Honestly “student-centric education” should be the norm but we are yet to get there. Mainly because there is still the sense that “simply investing in state-of-the-art learning software and technology” will move us forward. However, Christensen and Horn’s Disrupting Class: Student-Centric Education Is the Future: How radical innovation will change the way we teach and students learn. http://www.edutopia.org/student-centric-education-technology shows us why adopting the strategy of placing the hardware in school will not move us forward because “many innovative learning-software approaches already exist, (and yet) they have not had much traction in the classroom — and, where used, they have tended not to transform teaching and learning.” This last point echoes the thoughts and questions I have.
I am lucky to work at a school that is providing us with the latest and best technology out there. I believe that “the key to transforming the classroomwith technology is in how it is implemented.” So I am looking at the i-pads I have in the classroom and already asking myself, “the apps are great but what else can we do with these to further the learning happening in the room?”

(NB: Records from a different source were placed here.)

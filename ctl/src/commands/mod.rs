use chrono::{DateTime, SecondsFormat, Utc};

mod agent;
mod pairing_key;
mod setup;

pub use agent::*;
pub use pairing_key::*;
pub use setup::*;

fn timestamp(at: DateTime<Utc>) -> String {
    at.to_rfc3339_opts(SecondsFormat::Secs, true)
}
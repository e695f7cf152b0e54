//! Wire types shared by the Tether API server, the admin CLI and tests.

pub mod params;
pub mod views;
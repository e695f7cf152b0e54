use std::sync::Arc;

use anyhow::Context;
use clap::Parser;
use tether_api::{config::TetherApiConfig, context::ApiContext, server};
use tether_db::SqliteStorage;
use tokio::net::TcpListener;
use tracing::info;
use tracing_subscriber::EnvFilter;

const DEFAULT_LOG_FILTER: &str = "tether_api=info,tether_db=info,tether_pce=info,tower_http=info";

#[tokio::main]
async fn main() -> anyhow::Result<()> {
    let config = TetherApiConfig::parse();

    if config.dump_openapi {
        print!("{}", server::openapi().to_pretty_json()?);
        return Ok(());
    }

    let filter = EnvFilter::try_from_default_env().unwrap_or_else(|_| DEFAULT_LOG_FILTER.into());
    if config.log_json {
        tracing_subscriber::fmt().with_env_filter(filter).json().init();
    } else {
        tracing_subscriber::fmt().with_env_filter(filter).pretty().init();
    }

    let db = if config.create_database_if_not_exists {
        SqliteStorage::open_or_create(&config.db_path, config.db_max_connections).await
    } else {
        SqliteStorage::open(&config.db_path, config.db_max_connections).await
    }
    .with_context(|| format!("failed to open database {}", config.db_path.display()))?;

    let controller = config
        .pce
        .client()
        .context("failed to configure the policy controller client")?;

    let context = ApiContext::new(Arc::new(db), Arc::new(controller));
    let router = server::make(context);

    let listener = TcpListener::bind(config.bind_addr)
        .await
        .with_context(|| format!("failed to bind to {}", config.bind_addr))?;

    info!("Listening on http://{}", config.bind_addr);

    axum::serve(listener, router)
        .with_graceful_shutdown(shutdown_signal())
        .await
        .context("server error")?;

    info!("Shut down");
    Ok(())
}

async fn shutdown_signal() {
    if let Err(e) = tokio::signal::ctrl_c().await {
        tracing::error!("Failed to listen for shutdown signal: {e}");
        std::future::pending::<()>().await;
    }
}
//! Persistent store for Tether.
//!
//! Pairing keys and agents live in a single SQLite file. Everything that must
//! hold under concurrent enrollment (name uniqueness, use-count exhaustion) is
//! enforced by the database itself through constraints, conditional updates
//! and a single commit transaction. See [`storage::EnrollmentStore`].

pub mod models;
pub mod storage;

pub use storage::sqlite::SqliteStorage;
use async_trait::async_trait;
use reqwest::{Client, Method, RequestBuilder};
use serde::de::DeserializeOwned;
use tracing::{debug, info, instrument};

use crate::{
    PceError, PceSettings, PolicyController,
    types::{
        NetworkDevice, NetworkEndpoint, NewEndpointConfig, NewNetworkEndpoint, ProductVersion,
        SWITCH_PORT_ENDPOINT_TYPE, Workload, WorkloadRef,
    },
};

const API_PREFIX: &str = "/api/v2";

/// [`PolicyController`] backed by the PCE REST API.
#[derive(Debug, Clone)]
pub struct PceClient {
    http: Client,
    settings: PceSettings,
    api_base: String,
}

impl PceClient {
    pub fn new(settings: PceSettings) -> Result<Self, PceError> {
        let http = Client::builder()
            .timeout(settings.timeout)
            .user_agent(concat!("tether/", env!("CARGO_PKG_VERSION")))
            .build()?;

        let api_base = format!("{}{API_PREFIX}", settings.base_url.trim_end_matches('/'));

        Ok(Self {
            http,
            settings,
            api_base,
        })
    }

    fn org_path(&self, path: &str) -> String {
        format!("/orgs/{}{path}", self.settings.org_id)
    }

    /// `href` is an absolute object path as returned by the API, such as
    /// `/orgs/1/workloads/<uuid>`.
    fn request(&self, method: Method, href: &str) -> RequestBuilder {
        self.http
            .request(method, format!("{}{href}", self.api_base))
            .basic_auth(&self.settings.api_user, Some(&self.settings.api_secret))
    }

    async fn send(&self, request: RequestBuilder) -> Result<String, PceError> {
        let response = request.send().await?;
        let status = response.status();
        let body = response.text().await?;

        if !status.is_success() {
            return Err(PceError::Status { status, body });
        }

        Ok(body)
    }

    async fn get_json<T: DeserializeOwned>(&self, request: RequestBuilder) -> Result<T, PceError> {
        let body = self.send(request).await?;
        Ok(serde_json::from_str(&body)?)
    }
}

#[async_trait]
impl PolicyController for PceClient {
    #[instrument(skip(self))]
    async fn find_unmanaged_workloads_by_name(
        &self,
        name: &str,
    ) -> Result<Vec<Workload>, PceError> {
        let request = self
            .request(Method::GET, &self.org_path("/workloads"))
            .query(&[("name", name)]);

        let workloads: Vec<Workload> = self.get_json(request).await?;
        debug!(candidates = workloads.len(), "Workloads returned for name filter");

        // The name filter is a partial match, so narrow down to exact hits.
        Ok(workloads
            .into_iter()
            .filter(|w| w.is_unmanaged() && w.answers_to(name))
            .collect())
    }

    #[instrument(skip(self))]
    async fn find_switch(&self, href_or_name: &str) -> Result<Option<NetworkDevice>, PceError> {
        let request = self.request(Method::GET, &self.org_path("/network_devices"));
        let devices: Vec<NetworkDevice> = self.get_json(request).await?;

        let by_href = href_or_name.starts_with("/orgs/");

        Ok(devices.into_iter().filter(NetworkDevice::is_switch).find(|d| {
            if by_href {
                d.href == href_or_name
            } else {
                d.name() == Some(href_or_name)
            }
        }))
    }

    #[instrument(skip(self))]
    async fn is_workload_bound_to_switch(
        &self,
        workload_href: &str,
        switch_href: &str,
    ) -> Result<bool, PceError> {
        let request = self.request(Method::GET, &format!("{switch_href}/network_endpoints"));
        let endpoints: Vec<NetworkEndpoint> = self.get_json(request).await?;

        Ok(endpoints
            .iter()
            .flat_map(|e| e.workloads.iter())
            .any(|w| w.href == workload_href))
    }

    #[instrument(skip(self))]
    async fn bind_workload_to_switch(
        &self,
        workload_href: &str,
        switch_href: &str,
    ) -> Result<(), PceError> {
        let endpoint = NewNetworkEndpoint {
            config: NewEndpointConfig {
                name: workload_href,
                endpoint_type: SWITCH_PORT_ENDPOINT_TYPE,
            },
            workloads: vec![WorkloadRef {
                href: workload_href,
            }],
        };

        let request = self
            .request(Method::POST, &format!("{switch_href}/network_endpoints"))
            .json(&endpoint);
        self.send(request).await?;

        info!("Workload bound to switch");
        Ok(())
    }

    #[instrument(skip(self))]
    async fn get_active_policies(
        &self,
        workload_href: &str,
    ) -> Result<serde_json::Value, PceError> {
        let request = self.request(Method::GET, &format!("{workload_href}/active_policies"));
        self.get_json(request).await
    }

    async fn product_version(&self) -> Result<String, PceError> {
        let request = self.request(Method::GET, "/product_version");
        let version: ProductVersion = self.get_json(request).await?;
        Ok(version.version)
    }
}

I know many even wonder why and if using technology at this grade level is a good idea? Technology use with the youngest students is an area where a lot of conversations need to take place. Which is why I find Christensen and Horn’s idea that “when an innovation is introduced disruptively and planted – it can take root, begin to improve, and over time, transform the way students learn,” interesting and thought-provoking. Perhaps this is why using i-pads at the Preschool/Pre-K level is an effective use of technology. After all, these students have been the non-consumers. Introducing i-pads in their classrooms is disruptive. In the past their needs were not met by the existing technologies due to constraints such as developing fine motor, visual, and literacy skills. Now these younger students are able to use i-pads and extend their learning by independently participating in activities that they find engaging and which allow them to develop at their own pace.
I might be wrong but perhaps this is the kindof “disruptive approach that presents a promising path toward at long last realizing the vision of a transformed classroom.” I sure hope so!